Pablo A. Ferreiras Pérez | Vértice crítico.


Toda carga distribuida de manera desigual termina rompiendo el equilibrio. Cuando unos cargan con el peso de la crisis mientras otros conservan sus privilegios, el sistema deja de ser justo.
La nueva ley fiscal no rompe con este modelo desequilibrado; al igual que las anteriores, vuelve a trasladar la solución de las crisis sobre los hombros de los trabajadores, profesionales, pequeños y medianos comerciantes e industriales.
El desequilibrio se expresa en el mantenimiento de privilegios a sectores como el turismo, las zonas francas y el sector financiero. Estos privilegios datan de hace décadas. Ningún gobierno de los últimos 50 años se ha dispuesto a poner fin a esta discriminación frente a los sectores productivos del país. Al contrario, todos, en mayor o menor medida, la han mantenido mientras les ha tocado estar al frente del Poder Ejecutivo.
¿Dónde encontrar la solución?
La solución dependerá de quienes históricamente han resultado perjudicados por este modelo tributario. Esencialmente, los trabajadores están llamados a tomar conciencia de esta coyuntura. Cada "reforma" ha mermado la capacidad adquisitiva del salario. Esto significa que la familia ha visto reducirse su nivel de vida.
Quiero ser enfático: es la familia trabajadora la que ve disminuir la cantidad de bienes que puede comprar. En contraposición, hay 15 grupos de poder económico que, en lugar de reducir su nivel de consumo y de ahorro, los incrementan.
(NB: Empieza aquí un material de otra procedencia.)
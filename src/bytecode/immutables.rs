// Immutable value matching
//
// Matches constructor arguments and user-declared immutable values against
// the difference regions found by the comparator.

use std::collections::{BTreeMap, BTreeSet};

use common::utils::{normalize_hex, pad_left, strip_leading_zeros, tail};
use common::CheckStatus;
use ethers::types::{I256, U256};
use serde::{Deserialize, Serialize};
use serde_json::Value;

use super::types::*;

/// Hex characters in one ABI word
const WORD_CHARS: usize = 64;

/// Hex characters in an address
const ADDRESS_CHARS: usize = 40;

/// Shortest raw fragment accepted by substring matching
const MIN_FRAGMENT_CHARS: usize = 4;

/// Constructor arguments as supplied in a contract config
#[derive(Debug, Clone, PartialEq, Serialize, Deserialize)]
#[serde(untagged)]
pub enum ConstructorArgs {
    /// ABI-encoded argument blob
    Encoded(String),
    /// One JSON value per argument
    Values(Vec<Value>),
}

impl ConstructorArgs {
    /// Expands the arguments into 64-character hex words
    pub fn words(&self) -> Vec<String> {
        match self {
            Self::Encoded(blob) => {
                let normalized = normalize_hex(blob);
                normalized
                    .as_bytes()
                    .chunks(WORD_CHARS)
                    .map(|chunk| String::from_utf8_lossy(chunk).into_owned())
                    .collect()
            }
            Self::Values(values) => values.iter().map(value_to_word).collect(),
        }
    }

    pub fn is_empty(&self) -> bool {
        match self {
            Self::Encoded(blob) => normalize_hex(blob).is_empty(),
            Self::Values(values) => values.is_empty(),
        }
    }
}

/// Encodes a JSON value as a left-padded 32-byte hex word (no prefix).
///
/// Hex strings are padded as-is, decimal strings and numbers are encoded
/// big-endian (negative numbers in two's complement) and booleans set only the
/// low bit. Other text is hex-encoded from its UTF-8 bytes and padded.
pub fn value_to_word(value: &Value) -> String {
    match value {
        Value::Bool(flag) => pad_left(if *flag { "1" } else { "0" }, WORD_CHARS),
        Value::Number(number) => {
            if let Some(unsigned) = number.as_u64() {
                format!("{:064x}", U256::from(unsigned))
            } else if let Some(signed) = number.as_i64() {
                format!("{:064x}", I256::from(signed).into_raw())
            } else {
                pad_left(&number.to_string().to_ascii_lowercase(), WORD_CHARS)
            }
        }
        Value::String(text) => string_to_word(text),
        other => pad_left(&other.to_string().to_ascii_lowercase(), WORD_CHARS),
    }
}

fn string_to_word(text: &str) -> String {
    let trimmed = text.trim();
    if trimmed.starts_with("0x") || trimmed.starts_with("0X") {
        let digits = normalize_hex(trimmed);
        if digits.bytes().all(|b| b.is_ascii_hexdigit()) {
            return pad_left(&digits, WORD_CHARS);
        }
        return pad_left(&hex::encode(trimmed.as_bytes()), WORD_CHARS);
    }
    if !trimmed.is_empty() && trimmed.bytes().all(|b| b.is_ascii_digit()) {
        if let Ok(number) = U256::from_dec_str(trimmed) {
            return format!("{:064x}", number);
        }
    }
    if let Some(digits) = trimmed.strip_prefix('-') {
        if let Ok(magnitude) = U256::from_dec_str(digits) {
            if let Ok(signed) = I256::try_from(magnitude) {
                return format!("{:064x}", (-signed).into_raw());
            }
        }
    }
    if trimmed.bytes().all(|b| b.is_ascii_hexdigit()) {
        return pad_left(&trimmed.to_ascii_lowercase(), WORD_CHARS);
    }
    // free text is compared by its UTF-8 bytes
    pad_left(&hex::encode(trimmed.as_bytes()), WORD_CHARS)
}

fn is_address_type(difference: &ImmutableDifference) -> bool {
    difference.possible_type.as_deref() == Some("address")
}

/// Checks every immutable difference against the constructor argument words.
///
/// A difference matches an argument by exact word, by value ignoring leading
/// zeros, or (for address-typed differences) by the trailing 20 bytes of a
/// non-zero address. Failed lines are always reported; matched lines only
/// when `verbose` is set.
pub fn validate_immutables_against_args(
    immutables: &[ImmutableDifference],
    constructor_args: &ConstructorArgs,
    verbose: bool,
) -> ArgsValidation {
    if immutables.is_empty() {
        return ArgsValidation {
            valid: true,
            message: "No immutable differences to validate".to_string(),
            details: None,
        };
    }

    let expected_words = constructor_args.words();
    let zero_address = "0".repeat(ADDRESS_CHARS);

    let mut details = Vec::new();
    let mut matched = 0;

    for immutable in immutables {
        let remote = pad_left(&immutable.remote_value.to_ascii_lowercase(), WORD_CHARS);
        let remote_stripped = strip_leading_zeros(&remote);

        let found = expected_words.iter().any(|expected| {
            let exact = remote == *expected;
            let stripped = remote_stripped == strip_leading_zeros(expected);
            let address = is_address_type(immutable)
                && tail(&remote, ADDRESS_CHARS) == tail(expected, ADDRESS_CHARS)
                && tail(expected, ADDRESS_CHARS) != zero_address;
            exact || stripped || address
        });

        if found {
            matched += 1;
            if verbose {
                details.push(format!(
                    "✓ Immutable at position {}: {} matches expected arg",
                    immutable.position, immutable.remote_value
                ));
            }
        } else {
            details.push(format!(
                "✗ Immutable at position {}: {} ({}) - no matching constructor arg found",
                immutable.position,
                immutable.remote_value,
                immutable.possible_type.as_deref().unwrap_or("unknown type")
            ));
        }
    }

    if matched == immutables.len() {
        return ArgsValidation {
            valid: true,
            message: format!(
                "All {} immutable value(s) match constructor args",
                immutables.len()
            ),
            details: if verbose { Some(details) } else { None },
        };
    }

    ArgsValidation {
        valid: false,
        message: format!(
            "{}/{} immutable values matched constructor args",
            matched,
            immutables.len()
        ),
        details: Some(details),
    }
}

struct RemoteValue {
    position: usize,
    raw: String,
    word: String,
}

fn direct_match<'r>(
    remotes: &'r [RemoteValue],
    expected: &str,
) -> Option<(&'r RemoteValue, ImmutableMatchKind)> {
    let expected_stripped = strip_leading_zeros(expected);

    remotes.iter().find_map(|remote| {
        if remote.word == expected {
            Some((remote, ImmutableMatchKind::Exact))
        } else if strip_leading_zeros(&remote.word) == expected_stripped {
            Some((remote, ImmutableMatchKind::Stripped))
        } else if expected.len() >= ADDRESS_CHARS
            && tail(&remote.word, ADDRESS_CHARS) == tail(expected, ADDRESS_CHARS)
        {
            Some((remote, ImmutableMatchKind::Address))
        } else {
            None
        }
    })
}

fn fragment_match<'r>(
    remotes: &'r [RemoteValue],
    expected: &str,
) -> Option<(&'r RemoteValue, ImmutableMatchKind)> {
    remotes.iter().find_map(|remote| {
        if remote.raw.len() >= MIN_FRAGMENT_CHARS && expected.contains(remote.raw.as_str()) {
            Some((remote, ImmutableMatchKind::Fragment))
        } else if remote.raw.len() == ADDRESS_CHARS && expected.ends_with(remote.raw.as_str()) {
            Some((remote, ImmutableMatchKind::Address))
        } else {
            None
        }
    })
}

/// Verifies user-declared immutable values by name against detected differences.
///
/// Each name passes when some difference matches its expected word directly
/// (exact, stripped or address tail) or, failing that, when a raw fragment of
/// a split value is contained in the expected word. Differences no name
/// claimed are listed in `unclaimed_positions`.
pub fn verify_immutable_values(
    immutable_values: &BTreeMap<String, Value>,
    immutable_differences: &[ImmutableDifference],
) -> ImmutableValuesResult {
    let remotes: Vec<RemoteValue> = immutable_differences
        .iter()
        .map(|difference| {
            let raw = difference.remote_value.to_ascii_lowercase();
            RemoteValue {
                position: difference.position,
                word: pad_left(&raw, WORD_CHARS),
                raw,
            }
        })
        .collect();

    let mut results = Vec::with_capacity(immutable_values.len());
    let mut claimed = BTreeSet::new();

    for (name, expected_value) in immutable_values {
        let expected = value_to_word(expected_value);

        let matched = direct_match(&remotes, &expected).or_else(|| fragment_match(&remotes, &expected));

        match matched {
            Some((remote, kind)) => {
                claimed.insert(remote.position);
                let display = if remote.raw.len() <= ADDRESS_CHARS {
                    remote.raw.as_str()
                } else {
                    tail(&remote.raw, ADDRESS_CHARS)
                };
                results.push(ImmutableValueResult {
                    name: name.clone(),
                    expected: format!("0x{}", expected),
                    actual: Some(format!("0x{}", remote.word)),
                    position: Some(remote.position),
                    match_kind: Some(kind),
                    status: CheckStatus::Pass,
                    message: format!(
                        "{} = 0x{}... ({} match at position {})",
                        name, display, kind, remote.position
                    ),
                });
            }
            None => results.push(ImmutableValueResult {
                name: name.clone(),
                expected: format!("0x{}", expected),
                actual: None,
                position: None,
                match_kind: None,
                status: CheckStatus::Fail,
                message: format!(
                    "{}: expected 0x{}... not found in bytecode immutables",
                    name,
                    tail(&expected, ADDRESS_CHARS)
                ),
            }),
        }
    }

    let unclaimed_positions: Vec<usize> = remotes
        .iter()
        .map(|remote| remote.position)
        .filter(|position| !claimed.contains(position))
        .collect();

    let passed = results.iter().filter(|r| r.status.is_pass()).count();
    let total = results.len();
    let all_passed = passed == total;

    let message = if !all_passed {
        format!("{}/{} named immutables verified", passed, total)
    } else if !unclaimed_positions.is_empty() {
        format!(
            "All {} named immutables verified ({} additional region(s) in bytecode - likely duplicates or fragments)",
            total,
            unclaimed_positions.len()
        )
    } else {
        format!("All {} named immutables verified", total)
    };

    ImmutableValuesResult {
        status: CheckStatus::from_pass(all_passed),
        message,
        results,
        unclaimed_positions,
    }
}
Las reformas fiscales de la República Dominicana han tenido, durante todo este tiempo, un único ganador: la oligarquía, que en términos materiales está constituida por los 15 grupos más ricos.
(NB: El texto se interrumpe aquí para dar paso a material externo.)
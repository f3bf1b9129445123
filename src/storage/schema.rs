// Storage schema
//
// Struct layouts used to resolve storage paths. A schema file looks like
// `{"structs": {"Name": {"namespace": "...", "fields": {"f": {"slot": 0, "type": "uint256"}}}}}`.

use std::collections::BTreeMap;
use std::fs;
use std::path::{Path, PathBuf};

use anyhow::{Context, Result};
use serde::{Deserialize, Serialize};
use serde_json::Value;

use crate::error::{VerifyError, VerifyResult};

/// Named struct definitions
#[derive(Debug, Clone, Default, PartialEq, Eq, Serialize, Deserialize)]
pub struct StorageSchema {
    pub structs: BTreeMap<String, StructDef>,
}

/// Layout of one struct
#[derive(Debug, Clone, Default, PartialEq, Eq, Serialize, Deserialize)]
#[serde(rename_all = "camelCase")]
pub struct StructDef {
    /// ERC-7201 namespace id the struct lives under
    #[serde(default, skip_serializing_if = "Option::is_none")]
    pub namespace: Option<String>,
    /// Explicit base slot (hex), takes precedence over `namespace`
    #[serde(default, skip_serializing_if = "Option::is_none")]
    pub base_slot: Option<String>,
    pub fields: BTreeMap<String, FieldDef>,
}

impl StructDef {
    /// Number of slots one instance occupies
    pub fn slot_count(&self) -> u64 {
        self.fields.values().map(|field| field.slot + 1).max().unwrap_or(1)
    }
}

/// One field of a struct
#[derive(Debug, Clone, PartialEq, Eq, Serialize, Deserialize)]
#[serde(rename_all = "camelCase")]
pub struct FieldDef {
    /// Slot offset from the start of the struct
    pub slot: u64,
    /// Solidity type, a struct name, `T[]` or `mapping(K => V)`
    #[serde(rename = "type")]
    pub solidity_type: String,
    /// Byte offset inside the slot for packed fields
    #[serde(default, skip_serializing_if = "Option::is_none")]
    pub byte_offset: Option<usize>,
}

impl FieldDef {
    pub fn new(slot: u64, solidity_type: impl Into<String>) -> Self {
        Self {
            slot,
            solidity_type: solidity_type.into(),
            byte_offset: None,
        }
    }

    pub fn packed(slot: u64, solidity_type: impl Into<String>, byte_offset: usize) -> Self {
        Self {
            byte_offset: Some(byte_offset),
            ..Self::new(slot, solidity_type)
        }
    }
}

fn invalid(location: &str, reason: impl Into<String>) -> VerifyError {
    VerifyError::InvalidSchema {
        location: location.to_string(),
        reason: reason.into(),
    }
}

impl StorageSchema {
    /// Validates the shape of raw JSON before deserializing it.
    ///
    /// `location` names the source in error messages.
    pub fn from_value(value: Value, location: &str) -> VerifyResult<Self> {
        let root = value
            .as_object()
            .ok_or_else(|| invalid(location, "expected object"))?;
        let structs = root
            .get("structs")
            .and_then(Value::as_object)
            .ok_or_else(|| invalid(location, "missing 'structs' object"))?;

        for (struct_name, struct_def) in structs {
            let struct_def = struct_def
                .as_object()
                .ok_or_else(|| invalid(location, format!("struct '{}' must be an object", struct_name)))?;
            let fields = struct_def
                .get("fields")
                .and_then(Value::as_object)
                .ok_or_else(|| invalid(location, format!("struct '{}' missing 'fields' object", struct_name)))?;

            for (field_name, field_def) in fields {
                let qualified = format!("{}.{}", struct_name, field_name);
                let field_def = field_def
                    .as_object()
                    .ok_or_else(|| invalid(location, format!("field '{}' must be an object", qualified)))?;
                if !field_def.get("slot").map_or(false, Value::is_u64) {
                    return Err(invalid(location, format!("field '{}' missing numeric 'slot'", qualified)));
                }
                if !field_def.get("type").map_or(false, Value::is_string) {
                    return Err(invalid(location, format!("field '{}' missing string 'type'", qualified)));
                }
            }
        }

        serde_json::from_value(value).map_err(|e| invalid(location, e.to_string()))
    }

    /// Parses and validates schema JSON text
    pub fn from_json(json: &str, location: &str) -> VerifyResult<Self> {
        let value: Value = serde_json::from_str(json).map_err(|e| invalid(location, e.to_string()))?;
        Self::from_value(value, location)
    }

    /// Loads a schema file, resolving relative paths against `config_dir`
    pub fn load_from_file<P: AsRef<Path>>(schema_path: P, config_dir: &Path) -> Result<Self> {
        let resolved = resolve_path(schema_path.as_ref(), config_dir);
        let content = fs::read_to_string(&resolved)
            .with_context(|| format!("Failed to read schema file at {}", resolved.display()))?;
        let value: Value = serde_json::from_str(&content)
            .with_context(|| format!("Failed to parse schema JSON at {}", resolved.display()))?;
        Ok(Self::from_value(value, &resolved.display().to_string())?)
    }

    pub fn get(&self, name: &str) -> Option<&StructDef> {
        self.structs.get(name)
    }
}

/// Joins relative paths onto `base`, leaving absolute paths alone
pub fn resolve_path(path: &Path, base: &Path) -> PathBuf {
    if path.is_absolute() {
        path.to_path_buf()
    } else {
        base.join(path)
    }
}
Por ello lo planteo de forma clara y precisa: no son los partidos que nos han gobernado, es decir, el PLD, la FP, el PRD, el PRSC y el PRM, los que van a resolver la situación a favor de los de abajo; esos partidos y sus liderazgos son los que han mantenido esta situación de crisis y desajustes permanentes, pero además forman parte de los grupos burgueses y velan por los intereses del gran capital.
Es el pueblo, los sectores medios y bajos del comercio y del empresariado, los llamados a librar esta batalla por la justicia fiscal. Los más ricos tienen que pagar los impuestos que evaden. Es tiempo de revisar a profundidad las exenciones que, según el Gobierno, le entregan al gran capital casi un 5 % del producto interno bruto. Entre exenciones y evasiones, según investigaciones de organismos nacionales y extranjeros, las oligarquías están desviando a su favor casi el equivalente al 14 % de toda la producción del país. De ahí se explica la profunda brecha social y económica entre el 1 % y el 99 % de la población: los diez hombres más ricos del país poseen más riqueza que ocho millones de dominicanos y dominicanas.
Tomemos conciencia: el rumbo de la gobernabilidad tiene que orientarse a favor de la gente, del pueblo trabajador y de los sectores de la producción real de la economía nacional.
A las calles hay que salir a exigir un nuevo modelo de gobernanza. Hay que luchar por un modelo que reduzca las exenciones injustificadas e injustificables. Los incentivos fiscales deben tener objetivos concretos y plazos definidos. Ningún beneficio puede convertirse en un privilegio permanente. No es posible mantener a determinadas empresas conectadas indefinidamente a la teta nacional; el sacrificio y los incentivos fiscales tienen que ser reorientados hacia los sectores productivos, en especial hacia aquellos que aportan valor agregado a la producción nacional. Para no seguir creando privilegios perpetuos, hay que establecer por ley el tiempo efectivo de aplicación y de término, dejando claro y explícito que no se renovarán.
Debe ponerse en ejecución un combate efectivo contra la evasión, así como la implementación de la progresividad tributaria: a mayores ingresos, mayor obligación tributaria. Necesitamos estudiar los esquemas tributarios de aquellas naciones donde la presión fiscal es hasta tres veces mayor que la nacional y tomar de esas experiencias aquello que pueda responder a nuestra realidad.
Con un modelo robusto de fiscalidad se podrá destinar una mayor cantidad de recursos a la inversión social para combatir de manera efectiva la desigualdad. Esta política fiscal exigirá mecanismos racionales, democráticos e inclusivos que permitan incorporar a la producción y al consumo a casi un 80 % de la población ubicada en la cartografía de la pobreza y la vulnerabilidad nacional.
Todo este proceso debe ir acompañado de mecanismos institucionales que garanticen la mayor transparencia del gasto público.